Records from a data source

>>>

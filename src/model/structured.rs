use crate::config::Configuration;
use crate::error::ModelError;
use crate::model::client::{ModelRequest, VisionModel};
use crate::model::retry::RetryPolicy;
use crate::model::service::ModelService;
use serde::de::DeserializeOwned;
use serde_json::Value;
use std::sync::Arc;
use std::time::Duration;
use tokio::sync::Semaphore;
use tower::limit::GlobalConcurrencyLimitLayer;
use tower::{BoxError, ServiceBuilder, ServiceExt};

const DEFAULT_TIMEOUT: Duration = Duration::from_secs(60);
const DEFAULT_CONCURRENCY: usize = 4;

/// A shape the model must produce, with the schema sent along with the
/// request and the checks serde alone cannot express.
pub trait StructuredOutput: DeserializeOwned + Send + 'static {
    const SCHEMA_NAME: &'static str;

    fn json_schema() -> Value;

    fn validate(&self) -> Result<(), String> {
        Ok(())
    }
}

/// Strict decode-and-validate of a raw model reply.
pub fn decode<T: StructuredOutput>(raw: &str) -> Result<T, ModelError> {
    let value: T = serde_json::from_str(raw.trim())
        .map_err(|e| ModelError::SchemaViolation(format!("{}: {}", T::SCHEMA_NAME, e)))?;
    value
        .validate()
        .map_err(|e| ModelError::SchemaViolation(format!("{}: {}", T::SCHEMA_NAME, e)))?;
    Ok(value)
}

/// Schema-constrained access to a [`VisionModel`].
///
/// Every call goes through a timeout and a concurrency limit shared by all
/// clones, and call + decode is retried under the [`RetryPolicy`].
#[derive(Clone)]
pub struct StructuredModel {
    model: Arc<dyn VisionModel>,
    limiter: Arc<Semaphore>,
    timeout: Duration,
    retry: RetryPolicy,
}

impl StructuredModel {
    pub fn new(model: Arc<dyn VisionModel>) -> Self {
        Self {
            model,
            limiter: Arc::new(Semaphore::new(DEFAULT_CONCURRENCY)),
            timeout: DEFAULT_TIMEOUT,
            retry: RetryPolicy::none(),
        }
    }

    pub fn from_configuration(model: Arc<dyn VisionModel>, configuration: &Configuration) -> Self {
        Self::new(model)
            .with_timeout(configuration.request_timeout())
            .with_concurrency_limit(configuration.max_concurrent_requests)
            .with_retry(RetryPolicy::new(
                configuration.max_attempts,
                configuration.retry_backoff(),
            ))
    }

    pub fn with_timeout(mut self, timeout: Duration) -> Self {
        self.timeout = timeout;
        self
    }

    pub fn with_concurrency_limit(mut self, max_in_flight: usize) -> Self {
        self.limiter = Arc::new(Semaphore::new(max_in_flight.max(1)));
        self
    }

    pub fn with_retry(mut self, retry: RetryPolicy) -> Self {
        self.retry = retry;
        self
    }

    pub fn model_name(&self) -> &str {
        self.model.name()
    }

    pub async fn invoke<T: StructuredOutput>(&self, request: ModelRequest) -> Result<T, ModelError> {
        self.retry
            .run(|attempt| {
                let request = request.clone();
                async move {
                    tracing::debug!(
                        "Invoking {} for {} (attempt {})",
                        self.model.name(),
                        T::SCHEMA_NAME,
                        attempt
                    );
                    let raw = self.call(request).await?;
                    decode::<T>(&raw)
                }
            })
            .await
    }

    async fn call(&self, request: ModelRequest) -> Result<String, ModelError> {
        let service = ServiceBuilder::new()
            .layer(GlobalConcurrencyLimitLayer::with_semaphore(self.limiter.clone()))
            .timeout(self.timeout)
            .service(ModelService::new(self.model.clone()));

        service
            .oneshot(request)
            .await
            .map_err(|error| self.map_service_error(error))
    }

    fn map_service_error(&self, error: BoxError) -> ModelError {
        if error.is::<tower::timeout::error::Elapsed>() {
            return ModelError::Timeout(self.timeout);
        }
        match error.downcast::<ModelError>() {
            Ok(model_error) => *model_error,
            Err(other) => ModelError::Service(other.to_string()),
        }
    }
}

<<<
>>>

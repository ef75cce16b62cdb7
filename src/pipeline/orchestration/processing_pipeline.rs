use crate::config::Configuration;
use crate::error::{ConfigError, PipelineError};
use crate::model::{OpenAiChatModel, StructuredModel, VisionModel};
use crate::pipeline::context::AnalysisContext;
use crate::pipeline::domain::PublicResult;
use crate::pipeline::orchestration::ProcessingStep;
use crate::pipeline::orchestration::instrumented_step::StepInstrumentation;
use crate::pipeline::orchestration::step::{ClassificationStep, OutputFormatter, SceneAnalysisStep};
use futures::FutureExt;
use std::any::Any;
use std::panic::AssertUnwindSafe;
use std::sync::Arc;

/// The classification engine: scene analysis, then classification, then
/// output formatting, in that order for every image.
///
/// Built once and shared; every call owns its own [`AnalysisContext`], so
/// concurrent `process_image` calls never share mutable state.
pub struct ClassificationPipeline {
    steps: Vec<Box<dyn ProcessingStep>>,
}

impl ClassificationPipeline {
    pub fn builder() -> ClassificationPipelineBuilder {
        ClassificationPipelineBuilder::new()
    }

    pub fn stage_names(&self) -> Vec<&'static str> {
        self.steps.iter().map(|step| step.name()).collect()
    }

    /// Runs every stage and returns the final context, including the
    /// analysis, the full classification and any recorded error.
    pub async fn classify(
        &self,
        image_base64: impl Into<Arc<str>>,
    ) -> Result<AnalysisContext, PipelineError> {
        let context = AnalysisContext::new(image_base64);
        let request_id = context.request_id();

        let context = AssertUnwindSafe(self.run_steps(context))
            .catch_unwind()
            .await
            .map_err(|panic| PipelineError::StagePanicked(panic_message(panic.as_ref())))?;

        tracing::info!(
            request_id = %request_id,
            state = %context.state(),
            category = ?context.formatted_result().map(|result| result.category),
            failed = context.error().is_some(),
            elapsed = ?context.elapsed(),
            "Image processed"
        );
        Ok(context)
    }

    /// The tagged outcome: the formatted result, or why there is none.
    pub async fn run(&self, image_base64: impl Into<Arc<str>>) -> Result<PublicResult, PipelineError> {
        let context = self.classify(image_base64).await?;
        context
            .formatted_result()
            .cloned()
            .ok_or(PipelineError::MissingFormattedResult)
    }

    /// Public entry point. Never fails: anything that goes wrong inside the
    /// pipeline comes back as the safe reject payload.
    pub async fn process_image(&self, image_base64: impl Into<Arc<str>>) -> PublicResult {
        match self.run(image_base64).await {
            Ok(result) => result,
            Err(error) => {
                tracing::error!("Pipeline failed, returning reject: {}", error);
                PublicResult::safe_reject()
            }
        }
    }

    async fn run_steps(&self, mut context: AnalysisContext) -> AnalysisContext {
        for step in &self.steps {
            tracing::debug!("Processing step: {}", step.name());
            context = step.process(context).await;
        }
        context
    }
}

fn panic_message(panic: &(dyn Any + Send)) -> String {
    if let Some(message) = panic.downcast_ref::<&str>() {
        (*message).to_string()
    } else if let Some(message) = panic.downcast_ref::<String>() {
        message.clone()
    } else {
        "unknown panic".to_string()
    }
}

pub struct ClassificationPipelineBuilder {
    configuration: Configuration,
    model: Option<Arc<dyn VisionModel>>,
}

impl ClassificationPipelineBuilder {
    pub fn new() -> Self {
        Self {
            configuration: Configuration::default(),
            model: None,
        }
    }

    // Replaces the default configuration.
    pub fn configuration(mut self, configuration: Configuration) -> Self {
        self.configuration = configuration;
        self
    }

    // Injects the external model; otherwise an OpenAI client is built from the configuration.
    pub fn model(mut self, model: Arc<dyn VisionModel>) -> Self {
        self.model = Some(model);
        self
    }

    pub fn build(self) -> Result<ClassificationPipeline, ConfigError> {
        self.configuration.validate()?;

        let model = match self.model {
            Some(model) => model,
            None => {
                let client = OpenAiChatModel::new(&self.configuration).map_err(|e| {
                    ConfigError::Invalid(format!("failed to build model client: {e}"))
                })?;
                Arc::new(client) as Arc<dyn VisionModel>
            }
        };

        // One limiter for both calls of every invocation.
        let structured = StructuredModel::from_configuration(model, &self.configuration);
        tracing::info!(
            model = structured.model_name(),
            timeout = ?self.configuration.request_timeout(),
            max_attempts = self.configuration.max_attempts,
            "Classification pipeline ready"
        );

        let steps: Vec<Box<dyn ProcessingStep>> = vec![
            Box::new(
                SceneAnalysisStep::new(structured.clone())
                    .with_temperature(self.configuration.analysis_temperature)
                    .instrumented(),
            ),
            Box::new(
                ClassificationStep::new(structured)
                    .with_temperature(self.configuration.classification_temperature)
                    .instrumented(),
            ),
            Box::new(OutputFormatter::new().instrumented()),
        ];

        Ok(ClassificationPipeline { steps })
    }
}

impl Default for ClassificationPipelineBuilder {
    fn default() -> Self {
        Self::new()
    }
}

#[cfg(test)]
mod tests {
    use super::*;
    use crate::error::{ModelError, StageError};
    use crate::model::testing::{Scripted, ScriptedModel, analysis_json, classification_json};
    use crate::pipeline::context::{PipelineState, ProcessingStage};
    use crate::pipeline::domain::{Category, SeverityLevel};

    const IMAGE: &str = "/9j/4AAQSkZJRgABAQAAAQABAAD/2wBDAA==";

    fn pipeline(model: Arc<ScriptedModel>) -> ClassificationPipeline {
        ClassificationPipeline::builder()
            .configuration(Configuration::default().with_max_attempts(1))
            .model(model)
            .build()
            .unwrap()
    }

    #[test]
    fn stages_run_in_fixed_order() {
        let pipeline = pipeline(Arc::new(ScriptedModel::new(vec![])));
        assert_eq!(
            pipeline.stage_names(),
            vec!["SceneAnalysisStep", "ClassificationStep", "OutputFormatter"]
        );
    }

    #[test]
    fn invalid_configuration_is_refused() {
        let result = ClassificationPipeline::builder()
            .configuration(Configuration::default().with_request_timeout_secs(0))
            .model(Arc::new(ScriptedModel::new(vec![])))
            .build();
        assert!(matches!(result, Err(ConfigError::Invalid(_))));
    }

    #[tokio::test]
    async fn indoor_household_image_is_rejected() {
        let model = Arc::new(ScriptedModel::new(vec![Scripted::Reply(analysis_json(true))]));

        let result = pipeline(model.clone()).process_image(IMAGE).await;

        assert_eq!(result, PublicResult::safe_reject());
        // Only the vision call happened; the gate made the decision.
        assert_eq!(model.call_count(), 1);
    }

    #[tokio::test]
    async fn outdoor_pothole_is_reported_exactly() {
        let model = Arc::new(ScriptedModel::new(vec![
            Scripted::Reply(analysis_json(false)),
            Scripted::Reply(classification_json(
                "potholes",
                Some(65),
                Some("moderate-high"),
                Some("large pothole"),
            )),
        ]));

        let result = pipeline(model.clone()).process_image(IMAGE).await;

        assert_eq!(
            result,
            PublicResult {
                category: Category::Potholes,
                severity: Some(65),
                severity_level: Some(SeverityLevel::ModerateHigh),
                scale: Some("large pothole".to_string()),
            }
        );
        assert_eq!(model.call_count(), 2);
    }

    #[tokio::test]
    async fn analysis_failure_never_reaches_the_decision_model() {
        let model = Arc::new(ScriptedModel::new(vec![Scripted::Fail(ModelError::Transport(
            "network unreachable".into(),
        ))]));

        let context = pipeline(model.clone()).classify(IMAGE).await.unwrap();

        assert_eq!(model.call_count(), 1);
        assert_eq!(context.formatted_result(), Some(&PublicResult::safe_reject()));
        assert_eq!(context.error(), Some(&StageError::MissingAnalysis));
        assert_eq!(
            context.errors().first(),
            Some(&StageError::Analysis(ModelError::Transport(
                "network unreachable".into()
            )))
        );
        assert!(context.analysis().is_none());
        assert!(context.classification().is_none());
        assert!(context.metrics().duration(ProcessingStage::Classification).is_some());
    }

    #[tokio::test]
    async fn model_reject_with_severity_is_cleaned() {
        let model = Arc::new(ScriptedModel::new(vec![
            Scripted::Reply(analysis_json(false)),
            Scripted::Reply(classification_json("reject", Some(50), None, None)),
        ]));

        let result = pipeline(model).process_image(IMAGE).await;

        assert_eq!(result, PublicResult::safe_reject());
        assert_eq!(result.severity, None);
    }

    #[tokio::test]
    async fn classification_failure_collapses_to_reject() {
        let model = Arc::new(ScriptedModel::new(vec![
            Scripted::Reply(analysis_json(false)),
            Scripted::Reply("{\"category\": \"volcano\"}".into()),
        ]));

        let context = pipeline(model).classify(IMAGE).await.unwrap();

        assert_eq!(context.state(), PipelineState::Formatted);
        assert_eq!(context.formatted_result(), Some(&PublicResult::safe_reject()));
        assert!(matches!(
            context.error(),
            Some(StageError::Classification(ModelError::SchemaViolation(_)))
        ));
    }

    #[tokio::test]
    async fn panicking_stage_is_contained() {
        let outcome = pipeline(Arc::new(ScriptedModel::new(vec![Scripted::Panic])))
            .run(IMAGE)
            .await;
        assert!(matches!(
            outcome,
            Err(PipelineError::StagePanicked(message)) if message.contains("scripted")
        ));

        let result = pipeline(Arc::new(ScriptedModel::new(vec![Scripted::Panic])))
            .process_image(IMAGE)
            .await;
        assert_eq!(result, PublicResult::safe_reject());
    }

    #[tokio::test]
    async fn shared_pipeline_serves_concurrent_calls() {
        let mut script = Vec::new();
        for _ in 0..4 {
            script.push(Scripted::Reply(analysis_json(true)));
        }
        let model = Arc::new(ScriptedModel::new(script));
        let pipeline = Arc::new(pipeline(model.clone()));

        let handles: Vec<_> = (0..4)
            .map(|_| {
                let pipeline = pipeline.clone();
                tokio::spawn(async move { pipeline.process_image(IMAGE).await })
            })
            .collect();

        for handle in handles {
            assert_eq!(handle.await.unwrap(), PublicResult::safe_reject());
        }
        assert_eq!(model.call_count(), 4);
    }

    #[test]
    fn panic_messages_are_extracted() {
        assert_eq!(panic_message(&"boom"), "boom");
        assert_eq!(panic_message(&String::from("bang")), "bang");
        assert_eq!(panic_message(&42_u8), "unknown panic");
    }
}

<<<
>>>

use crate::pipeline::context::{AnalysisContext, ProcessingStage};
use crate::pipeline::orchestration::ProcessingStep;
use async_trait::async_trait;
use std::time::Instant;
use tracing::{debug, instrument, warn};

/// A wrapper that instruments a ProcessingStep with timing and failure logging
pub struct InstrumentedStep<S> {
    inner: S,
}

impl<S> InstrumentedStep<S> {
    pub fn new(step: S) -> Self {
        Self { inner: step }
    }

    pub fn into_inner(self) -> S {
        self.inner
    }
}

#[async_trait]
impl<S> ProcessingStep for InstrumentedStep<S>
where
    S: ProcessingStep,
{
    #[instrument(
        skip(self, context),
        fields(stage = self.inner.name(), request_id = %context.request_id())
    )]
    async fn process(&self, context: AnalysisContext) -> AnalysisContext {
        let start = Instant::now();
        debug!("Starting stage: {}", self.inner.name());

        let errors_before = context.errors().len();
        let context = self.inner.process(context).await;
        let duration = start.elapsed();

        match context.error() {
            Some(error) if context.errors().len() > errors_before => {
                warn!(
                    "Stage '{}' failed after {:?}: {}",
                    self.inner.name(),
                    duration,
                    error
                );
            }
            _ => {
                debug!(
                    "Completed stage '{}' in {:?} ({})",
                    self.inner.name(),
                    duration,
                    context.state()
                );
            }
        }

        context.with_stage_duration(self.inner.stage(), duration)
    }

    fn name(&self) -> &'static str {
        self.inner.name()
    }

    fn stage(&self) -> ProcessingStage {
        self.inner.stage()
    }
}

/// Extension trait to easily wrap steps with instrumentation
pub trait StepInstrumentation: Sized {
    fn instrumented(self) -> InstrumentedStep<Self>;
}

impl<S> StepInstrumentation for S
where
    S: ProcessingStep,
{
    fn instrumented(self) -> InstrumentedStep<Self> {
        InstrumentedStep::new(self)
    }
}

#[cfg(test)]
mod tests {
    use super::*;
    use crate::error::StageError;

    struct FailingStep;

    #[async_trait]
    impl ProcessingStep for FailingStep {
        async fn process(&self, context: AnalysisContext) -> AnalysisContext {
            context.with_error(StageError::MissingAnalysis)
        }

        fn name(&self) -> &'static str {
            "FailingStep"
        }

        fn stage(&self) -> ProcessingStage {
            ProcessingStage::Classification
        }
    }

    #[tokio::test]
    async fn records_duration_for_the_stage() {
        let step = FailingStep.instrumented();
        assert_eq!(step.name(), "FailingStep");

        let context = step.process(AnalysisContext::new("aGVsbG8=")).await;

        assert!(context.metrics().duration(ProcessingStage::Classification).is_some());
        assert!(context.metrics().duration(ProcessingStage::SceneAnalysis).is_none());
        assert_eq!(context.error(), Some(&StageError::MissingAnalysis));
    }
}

<<<

ACTIVITY: Above are the lines; repeat exactly the ones from the line containing "filename src/model/structured.rs" down to the line containing "const DEFAULT_TIMEOUT: Duration", both inclusive.

SOLUTION FOR THIS TASK:
filename src/model/structured.rs
use crate::config::Configuration;
use crate::error::ModelError;
use crate::model::client::{ModelRequest, VisionModel};
use crate::model::retry::RetryPolicy;
use crate::model::service::ModelService;
use serde::de::DeserializeOwned;
use serde_json::Value;
use std::sync::Arc;
use std::time::Duration;
use tokio::sync::Semaphore;
use tower::limit::GlobalConcurrencyLimitLayer;
use tower::{BoxError, ServiceBuilder, ServiceExt};

const DEFAULT_TIMEOUT: Duration = Duration::from_secs(60);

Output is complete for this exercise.